There are still circumstances you won't catch without manually eyeballing but you can fairly quickly turn a very badly formatted document into one that is considerably more pleasant to read.
You mentioned multi-line paragraphs - hopefully you saw you can cope with those in Sigil with my example above by just using \s+ (one or more spaces). You don't have to worry thinking about "newline" characters like \r or \n in Sigil, just use \s+ between the ending/opening tags and that will allow your expression to be matched multi-line.

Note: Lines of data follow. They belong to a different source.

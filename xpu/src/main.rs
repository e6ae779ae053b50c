use std::path::PathBuf;
use std::process::ExitCode;

use arrow::util::pretty::pretty_format_batches;
use rand::rngs::SmallRng;
use rand::{Rng, SeedableRng};
use xpu::cache::{CacheIdent, Ctid, GpuCache, LogRecord, TxLogReader, TxLogWriter};
use xpu::expr::{AggKind, BuildOptions, ExprProgram, FuncOpcode, ProgramBuilder};
use xpu::kds::Kds;
use xpu::types::{ColumnDef, Datum, TypeOpcode};
use xpu::{EngineConfig, KernSession, Result, ScanExecutor};

const DEMO_IDENT: CacheIdent = CacheIdent {
    database_oid: 1,
    table_oid: 16_400,
    signature: 0x0DE1_0000_0000_0001,
};

struct Options {
    rows: usize,
    dest_nrooms: Option<u32>,
    host_only: bool,
    log_path: Option<PathBuf>,
    seed: u64,
}

#[allow(clippy::print_stdout)]
fn print_banner() {
    const NAME: &str = env!("CARGO_PKG_NAME");
    const VER: &str = env!("CARGO_PKG_VERSION");
    println!("{} version {}", NAME, VER);
}

#[allow(clippy::print_stdout)]
fn print_help() {
    println!("Loads a generated table into a cache, replays a transaction log against it,");
    println!("and runs a grouped scan over the committed snapshot.");
    println!();
    println!("Command-line options:");
    println!("  --rows N          Rows in the base table (default 10000)");
    println!("  --dest-rooms N    Destination rows per launch (overrides XPU_DEST_NROOMS)");
    println!("  --log FILE        Write the transaction log to FILE and replay it from there");
    println!("  --seed N          Seed for the generated data (default 42)");
    println!("  --host            Run the scan on the host only");
    println!("  --help            Show this usage information");
    println!();
    println!("Engine settings are read from XPU_* environment variables.");
}

fn parse_args() -> std::result::Result<Option<Options>, String> {
    let mut opts = Options {
        rows: 10_000,
        dest_nrooms: None,
        host_only: false,
        log_path: None,
        seed: 42,
    };
    let mut args = std::env::args().skip(1);
    while let Some(arg) = args.next() {
        let mut value = |name: &str| {
            args.next()
                .ok_or_else(|| format!("{name} requires a value"))
        };
        match arg.as_str() {
            "--rows" => {
                let v = value("--rows")?;
                opts.rows = v.parse().map_err(|_| format!("bad --rows value {v}"))?;
            }
            "--dest-rooms" => {
                let v = value("--dest-rooms")?;
                let n = v
                    .parse()
                    .map_err(|_| format!("bad --dest-rooms value {v}"))?;
                opts.dest_nrooms = Some(n);
            }
            "--seed" => {
                let v = value("--seed")?;
                opts.seed = v.parse().map_err(|_| format!("bad --seed value {v}"))?;
            }
            "--log" => opts.log_path = Some(PathBuf::from(value("--log")?)),
            "--host" => opts.host_only = true,
            "--help" | "-h" => return Ok(None),
            other => return Err(format!("Unrecognized argument: {other}")),
        }
    }
    Ok(Some(opts))
}

fn table_columns() -> Vec<ColumnDef> {
    vec![
        ColumnDef::new("id", TypeOpcode::Int8).not_null(),
        ColumnDef::new("region", TypeOpcode::Int4),
        ColumnDef::new("amount", TypeOpcode::Float8),
        ColumnDef::new("note", TypeOpcode::Text),
    ]
}

fn table_row(id: i64, rng: &mut SmallRng) -> Vec<Datum> {
    let region = if rng.random_ratio(1, 20) {
        Datum::Null
    } else {
        Datum::Int4(rng.random_range(0..6))
    };
    vec![
        Datum::Int8(id),
        region,
        Datum::Float8(rng.random_range(-50.0..500.0)),
        Datum::Text(format!("order-{id}")),
    ]
}

/// Inserts past the end of the table (a fifth of them rolled back) and deletes of
/// existing rows (a third of them rolled back).
fn demo_log(base_rows: usize, rng: &mut SmallRng) -> Vec<LogRecord> {
    let mut log = Vec::new();
    let extra = (base_rows / 10).max(1);
    for i in 0..extra {
        let rowid = (base_rows + i) as u32;
        log.push(LogRecord::Insert {
            rowid,
            values: table_row(rowid as i64, rng),
        });
        log.push(if rng.random_ratio(1, 5) {
            LogRecord::AbortIns { rowid }
        } else {
            LogRecord::CommitIns { rowid }
        });
    }
    for xid in 0..extra as u32 {
        let rowid = rng.random_range(0..base_rows as u32);
        log.push(LogRecord::Delete {
            xid: 10_000 + xid,
            rowid,
            ctid: Ctid::new(rowid / 100, (rowid % 100) as u16),
        });
        log.push(if rng.random_ratio(1, 3) {
            LogRecord::AbortDel { rowid }
        } else {
            LogRecord::CommitDel { rowid }
        });
    }
    log
}

/// `SELECT region, count(*), sum(amount), max(id) WHERE amount > 0 GROUP BY region`
fn region_totals() -> Result<ExprProgram> {
    let mut b = ProgramBuilder::new(0);
    b.load_vars(
        0,
        &[
            (0, 0, TypeOpcode::Int8),
            (1, 1, TypeOpcode::Int4),
            (2, 2, TypeOpcode::Float8),
        ],
    );
    let id = b.var(0);
    let region = b.var(1);
    let amount = b.var(2);
    let zero = b.constant(Datum::Float8(0.0));
    let positive = b.func(FuncOpcode::Float8Gt, &[amount, zero]);
    b.scan_quals(positive);
    b.preagg(
        &[("region", region)],
        &[
            ("orders", AggKind::CountStar, None),
            ("total", AggKind::Sum, Some(amount)),
            ("last_id", AggKind::Max, Some(id)),
        ],
    );
    b.build(&BuildOptions::default())
}

fn replay_log(cache: &mut GpuCache, log: &[LogRecord], path: Option<&PathBuf>) -> Result<()> {
    let stats = match path {
        Some(path) => {
            let mut writer = TxLogWriter::create(path, DEMO_IDENT)?;
            writer.append_all(log)?;
            writer.flush()?;
            cache.replay_log(TxLogReader::open(path)?)?
        }
        None => {
            let mut writer = TxLogWriter::new(Vec::new(), DEMO_IDENT)?;
            writer.append_all(log)?;
            let bytes = writer.into_inner()?;
            cache.replay_log(TxLogReader::new(bytes.as_slice())?)?
        }
    };
    tracing::info!(
        "[DEMO] replayed {} records: {} inserts, {} deletes, {} commits, {} aborts, {} skipped",
        stats.records(),
        stats.inserts,
        stats.deletes,
        stats.commits,
        stats.aborts,
        stats.skipped
    );
    Ok(())
}

/// ROW chunk holding `rows`, with column types taken from the first non-null value.
fn result_chunk(names: &[ColumnDef], rows: &[Vec<Datum>]) -> Result<Kds> {
    let columns: Vec<ColumnDef> = names
        .iter()
        .enumerate()
        .map(|(i, c)| {
            let ty = rows
                .iter()
                .find_map(|r| r.get(i).and_then(Datum::type_opcode))
                .unwrap_or(c.type_op);
            ColumnDef::new(c.name.clone(), ty)
        })
        .collect();
    let nrooms = rows.len().max(1) as u32;
    let mut kds = Kds::new_row(columns, nrooms, nrooms as usize * 256)?;
    for r in rows {
        kds.push_row(r)?;
    }
    Ok(kds)
}

#[allow(clippy::print_stdout)]
fn run(opts: &Options) -> Result<()> {
    let mut config = EngineConfig::from_env()?;
    if let Some(n) = opts.dest_nrooms {
        config.dest_nrooms = n;
    }
    if opts.host_only {
        config.enabled = false;
    }
    config.validate()?;

    let mut rng = SmallRng::seed_from_u64(opts.seed);
    let base: Vec<(u32, Vec<Datum>)> = (0..opts.rows)
        .map(|i| (i as u32, table_row(i as i64, &mut rng)))
        .collect();
    let mut cache = GpuCache::load(DEMO_IDENT, table_columns(), base)?;
    let log = demo_log(opts.rows, &mut rng);
    replay_log(&mut cache, &log, opts.log_path.as_ref())?;

    let snapshot = cache.snapshot()?;
    println!(
        "cache {}: {} committed rows ({} bytes)",
        cache.ident(),
        snapshot.nitems(),
        snapshot.length()
    );

    let program = region_totals()?;
    let session = KernSession::scan(&config, &program, &[], &snapshot)?;
    let output = ScanExecutor::new(session).run()?;
    println!(
        "scan: {} ({} partial chunks)",
        output.stats.describe(config.regression_test_mode),
        output.chunks.len()
    );

    let mut totals = output.finalize(&program)?;
    totals.sort_by(|a, b| format!("{:?}", a[0]).cmp(&format!("{:?}", b[0])));
    let table = result_chunk(&program.output_columns(), &totals)?;
    let batch = table.to_record_batch()?;
    println!("{}", pretty_format_batches(&[batch])?);
    Ok(())
}

#[allow(clippy::print_stderr)]
fn main() -> ExitCode {
    let filter = tracing_subscriber::EnvFilter::try_from_default_env()
        .unwrap_or_else(|_| tracing_subscriber::EnvFilter::new("warn"));
    tracing_subscriber::fmt()
        .with_env_filter(filter)
        .with_target(false)
        .init();

    let opts = match parse_args() {
        Ok(Some(opts)) => opts,
        Ok(None) => {
            print_banner();
            print_help();
            return ExitCode::SUCCESS;
        }
        Err(msg) => {
            eprintln!("{msg}");
            print_help();
            return ExitCode::FAILURE;
        }
    };

    print_banner();
    if let Err(e) = run(&opts) {
        eprintln!("Execution failed: {e}");
        return ExitCode::FAILURE;
    }
    ExitCode::SUCCESS
}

One final point which is mentioned on a few other threads. You should tick the "Minimal Matching" checkbox on the Find/Replace dialog that is enabled when you choose regular expressions. In fact I haven't needed to uncheck it since finding out it's purpose so pretty much set and forget. It is the only way for certain expressions to work. For instance say your document looks like this with some pointless span tag pairs to remove:
<p class="calibre2"><span class="none">Blah blah text</span></p>
<p class="calibre2"><span class="none">More text</span></p>
Find: <span class="none">(.*)</span>
Replace: \1
This says Find *any* text within pairs of <span class="none"> and </span> tags and replace it with just the text, thereby removing the outer set of tags. This will only work "correctly" with "Minimal Matching" checkbox turned on.